use tfcg_core::spec::{
    self, ComputedOptionalRequired, CustomDefault, CustomPlanModifier, CustomType,
    CustomValidator,
};

use crate::imports::{
    BOOL_DEFAULT_IMPORT, FLOAT64_DEFAULT_IMPORT, INT64_DEFAULT_IMPORT, Imports,
    PLAN_MODIFIER_IMPORT, STRING_DEFAULT_IMPORT, TYPES_IMPORT, VALIDATOR_IMPORT,
};

/// Facets shared by every attribute and block. Blocks never set the flags or `sensitive`.
#[derive(Debug, Clone, Default, PartialEq)]
pub struct NodeFacets {
    pub computed_optional_required: Option<ComputedOptionalRequired>,
    pub custom_type: Option<CustomType>,
    pub deprecation_message: Option<String>,
    pub description: Option<String>,
    pub sensitive: Option<bool>,
    pub plan_modifiers: Vec<CustomPlanModifier>,
    pub validators: Vec<CustomValidator>,
}

impl NodeFacets {
    pub fn from_attribute(common: &spec::CommonAttribute) -> Self {
        Self {
            computed_optional_required: common.computed_optional_required,
            custom_type: common.custom_type.clone(),
            deprecation_message: common.deprecation_message.clone(),
            description: common.description.clone(),
            sensitive: common.sensitive,
            plan_modifiers: custom_plan_modifiers(&common.plan_modifiers),
            validators: custom_validators(&common.validators),
        }
    }

    pub fn from_block(common: &spec::CommonBlock) -> Self {
        Self {
            computed_optional_required: None,
            custom_type: common.custom_type.clone(),
            deprecation_message: common.deprecation_message.clone(),
            description: common.description.clone(),
            sensitive: None,
            plan_modifiers: custom_plan_modifiers(&common.plan_modifiers),
            validators: custom_validators(&common.validators),
        }
    }

    /// Custom type imports followed by plan modifier and validator imports.
    pub fn imports(&self) -> Imports {
        custom_type_imports(self.custom_type.as_ref())
            .union(hook_imports(&self.plan_modifiers, &self.validators))
    }
}

/// Keep only validators that need generated code.
pub fn custom_validators(validators: &[spec::Validator]) -> Vec<CustomValidator> {
    validators.iter().filter_map(|v| v.custom.clone()).collect()
}

/// Keep only plan modifiers that need generated code.
pub fn custom_plan_modifiers(plan_modifiers: &[spec::PlanModifier]) -> Vec<CustomPlanModifier> {
    plan_modifiers
        .iter()
        .filter_map(|p| p.custom.clone())
        .collect()
}

/// An explicit custom type contributes only its own import; otherwise the framework
/// `types` package is used.
pub fn custom_type_imports(custom_type: Option<&CustomType>) -> Imports {
    match custom_type {
        Some(custom) => custom.import.clone().into_iter().collect(),
        None => Imports::new().with_path(TYPES_IMPORT),
    }
}

/// Imports for plan modifiers and validators, each preceded by its framework package.
pub fn hook_imports(
    plan_modifiers: &[CustomPlanModifier],
    validators: &[CustomValidator],
) -> Imports {
    let mut imports = Imports::new();
    if !plan_modifiers.is_empty() {
        imports = imports.with_path(PLAN_MODIFIER_IMPORT);
    }
    for modifier in plan_modifiers {
        imports = imports.union(modifier.imports.iter().cloned().collect());
    }
    if !validators.is_empty() {
        imports = imports.with_path(VALIDATOR_IMPORT);
    }
    for validator in validators {
        imports = imports.union(validator.imports.iter().cloned().collect());
    }
    imports
}

/// A literal default supported by the framework's `<kind>default` packages.
#[derive(Debug, Clone, PartialEq)]
pub enum StaticDefault {
    Bool(bool),
    Float64(f64),
    Int64(i64),
    String(String),
}

/// The resolved default of an attribute.
#[derive(Debug, Clone, PartialEq)]
pub enum DefaultValue {
    Static(StaticDefault),
    Custom(CustomDefault),
}

impl DefaultValue {
    pub fn from_bool(default: Option<&spec::BoolDefault>) -> Option<Self> {
        let default = default?;
        match (default.static_value, &default.custom) {
            (Some(v), _) => Some(Self::Static(StaticDefault::Bool(v))),
            (None, Some(custom)) => Some(Self::Custom(custom.clone())),
            (None, None) => None,
        }
    }

    pub fn from_float64(default: Option<&spec::Float64Default>) -> Option<Self> {
        let default = default?;
        match (default.static_value, &default.custom) {
            (Some(v), _) => Some(Self::Static(StaticDefault::Float64(v))),
            (None, Some(custom)) => Some(Self::Custom(custom.clone())),
            (None, None) => None,
        }
    }

    pub fn from_int64(default: Option<&spec::Int64Default>) -> Option<Self> {
        let default = default?;
        match (default.static_value, &default.custom) {
            (Some(v), _) => Some(Self::Static(StaticDefault::Int64(v))),
            (None, Some(custom)) => Some(Self::Custom(custom.clone())),
            (None, None) => None,
        }
    }

    pub fn from_string(default: Option<&spec::StringDefault>) -> Option<Self> {
        let default = default?;
        match (&default.static_value, &default.custom) {
            (Some(v), _) => Some(Self::Static(StaticDefault::String(v.clone()))),
            (None, Some(custom)) => Some(Self::Custom(custom.clone())),
            (None, None) => None,
        }
    }

    pub fn from_custom(default: Option<&spec::CustomOnlyDefault>) -> Option<Self> {
        default?.custom.clone().map(Self::Custom)
    }

    /// The Go expression assigned to `Default:`.
    pub fn schema_expr(&self) -> String {
        match self {
            Self::Static(StaticDefault::Bool(v)) => format!("booldefault.StaticBool({v})"),
            Self::Static(StaticDefault::Float64(v)) => format!("float64default.StaticFloat64({v})"),
            Self::Static(StaticDefault::Int64(v)) => format!("int64default.StaticInt64({v})"),
            Self::Static(StaticDefault::String(v)) => {
                format!("stringdefault.StaticString({})", go_quote(v))
            }
            Self::Custom(custom) => custom.schema_definition.clone(),
        }
    }

    pub fn imports(&self) -> Imports {
        match self {
            Self::Static(StaticDefault::Bool(_)) => Imports::new().with_path(BOOL_DEFAULT_IMPORT),
            Self::Static(StaticDefault::Float64(_)) => {
                Imports::new().with_path(FLOAT64_DEFAULT_IMPORT)
            }
            Self::Static(StaticDefault::Int64(_)) => Imports::new().with_path(INT64_DEFAULT_IMPORT),
            Self::Static(StaticDefault::String(_)) => {
                Imports::new().with_path(STRING_DEFAULT_IMPORT)
            }
            Self::Custom(custom) => custom.imports.iter().cloned().collect(),
        }
    }
}

/// Imports of an optional default.
pub fn default_imports(default: Option<&DefaultValue>) -> Imports {
    default.map(DefaultValue::imports).unwrap_or_default()
}

/// Quote a string as a Go interpreted string literal.
pub fn go_quote(value: &str) -> String {
    let mut quoted = String::with_capacity(value.len() + 2);
    quoted.push('"');
    for c in value.chars() {
        match c {
            '"' => quoted.push_str("\\\""),
            '\\' => quoted.push_str("\\\\"),
            '\n' => quoted.push_str("\\n"),
            '\r' => quoted.push_str("\\r"),
            '\t' => quoted.push_str("\\t"),
            c if c.is_control() => quoted.push_str(&format!("\\u{:04x}", c as u32)),
            c => quoted.push(c),
        }
    }
    quoted.push('"');
    quoted
}

#[cfg(test)]
mod tests {
    use tfcg_core::spec::Import;

    use super::*;

    #[test]
    fn test_go_quote() {
        assert_eq!(go_quote("plain"), "\"plain\"");
        assert_eq!(go_quote("say \"hi\"\n"), "\"say \\\"hi\\\"\\n\"");
        assert_eq!(go_quote("back\\slash"), "\"back\\\\slash\"");
    }

    #[test]
    fn test_custom_type_imports() {
        assert!(custom_type_imports(None).contains(TYPES_IMPORT));

        let without_import = CustomType {
            import: None,
            type_: "my_type".to_string(),
            value_type: "myValue".to_string(),
        };
        assert!(custom_type_imports(Some(&without_import)).is_empty());

        let with_import = CustomType {
            import: Some(Import::new("example.com/my_types")),
            ..without_import
        };
        let imports = custom_type_imports(Some(&with_import));
        assert_eq!(imports.len(), 1);
        assert!(imports.contains("example.com/my_types"));
    }

    #[test]
    fn test_builtin_validators_filtered() {
        let validators = vec![
            spec::Validator { custom: None },
            spec::Validator {
                custom: Some(CustomValidator {
                    imports: vec![],
                    schema_definition: "my_validator.Validate()".to_string(),
                }),
            },
        ];
        let custom = custom_validators(&validators);
        assert_eq!(custom.len(), 1);
        assert_eq!(custom[0].schema_definition, "my_validator.Validate()");
    }

    #[test]
    fn test_hook_imports_order() {
        let modifiers = vec![CustomPlanModifier {
            imports: vec![Import::new("example.com/pm")],
            schema_definition: "pm.Modify()".to_string(),
        }];
        let validators = vec![CustomValidator {
            imports: vec![Import::new("example.com/v")],
            schema_definition: "v.Validate()".to_string(),
        }];
        let imports = hook_imports(&modifiers, &validators);
        let paths: Vec<&str> = imports.all().iter().map(|i| i.path.as_str()).collect();
        assert_eq!(
            paths,
            vec![
                PLAN_MODIFIER_IMPORT,
                "example.com/pm",
                VALIDATOR_IMPORT,
                "example.com/v"
            ]
        );
    }

    #[test]
    fn test_static_default_wins_over_custom() {
        let default = spec::BoolDefault {
            static_value: Some(false),
            custom: Some(CustomDefault {
                imports: vec![],
                schema_definition: "my_default()".to_string(),
            }),
        };
        let resolved = DefaultValue::from_bool(Some(&default)).unwrap();
        assert_eq!(resolved.schema_expr(), "booldefault.StaticBool(false)");
        assert!(resolved.imports().contains(BOOL_DEFAULT_IMPORT));
    }

    #[test]
    fn test_empty_default_is_absent() {
        assert_eq!(DefaultValue::from_int64(Some(&spec::Int64Default::default())), None);
        assert_eq!(DefaultValue::from_custom(None), None);
    }

    #[test]
    fn test_string_default_is_quoted() {
        let default = spec::StringDefault {
            static_value: Some("a \"b\"".to_string()),
            custom: None,
        };
        assert_eq!(
            DefaultValue::from_string(Some(&default)).unwrap().schema_expr(),
            "stringdefault.StaticString(\"a \\\"b\\\"\")"
        );
    }
}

_ _ _ _

• _EXERCISE_
The line with "validators that need generated code." marks the end; reproduce exactly every line from the start of the entries up to it, that line included.

• _TASK RESULT_
use tfcg_core::spec::{
    self, ComputedOptionalRequired, CustomDefault, CustomPlanModifier, CustomType,
    CustomValidator,
};

use crate::imports::{
    BOOL_DEFAULT_IMPORT, FLOAT64_DEFAULT_IMPORT, INT64_DEFAULT_IMPORT, Imports,
    PLAN_MODIFIER_IMPORT, STRING_DEFAULT_IMPORT, TYPES_IMPORT, VALIDATOR_IMPORT,
};

/// Facets shared by every attribute and block. Blocks never set the flags or `sensitive`.
#[derive(Debug, Clone, Default, PartialEq)]
pub struct NodeFacets {
    pub computed_optional_required: Option<ComputedOptionalRequired>,
    pub custom_type: Option<CustomType>,
    pub deprecation_message: Option<String>,
    pub description: Option<String>,
    pub sensitive: Option<bool>,
    pub plan_modifiers: Vec<CustomPlanModifier>,
    pub validators: Vec<CustomValidator>,
}

impl NodeFacets {
    pub fn from_attribute(common: &spec::CommonAttribute) -> Self {
        Self {
            computed_optional_required: common.computed_optional_required,
            custom_type: common.custom_type.clone(),
            deprecation_message: common.deprecation_message.clone(),
            description: common.description.clone(),
            sensitive: common.sensitive,
            plan_modifiers: custom_plan_modifiers(&common.plan_modifiers),
            validators: custom_validators(&common.validators),
        }
    }

    pub fn from_block(common: &spec::CommonBlock) -> Self {
        Self {
            computed_optional_required: None,
            custom_type: common.custom_type.clone(),
            deprecation_message: common.deprecation_message.clone(),
            description: common.description.clone(),
            sensitive: None,
            plan_modifiers: custom_plan_modifiers(&common.plan_modifiers),
            validators: custom_validators(&common.validators),
        }
    }

    /// Custom type imports followed by plan modifier and validator imports.
    pub fn imports(&self) -> Imports {
        custom_type_imports(self.custom_type.as_ref())
            .union(hook_imports(&self.plan_modifiers, &self.validators))
    }
}

/// Keep only validators that need generated code.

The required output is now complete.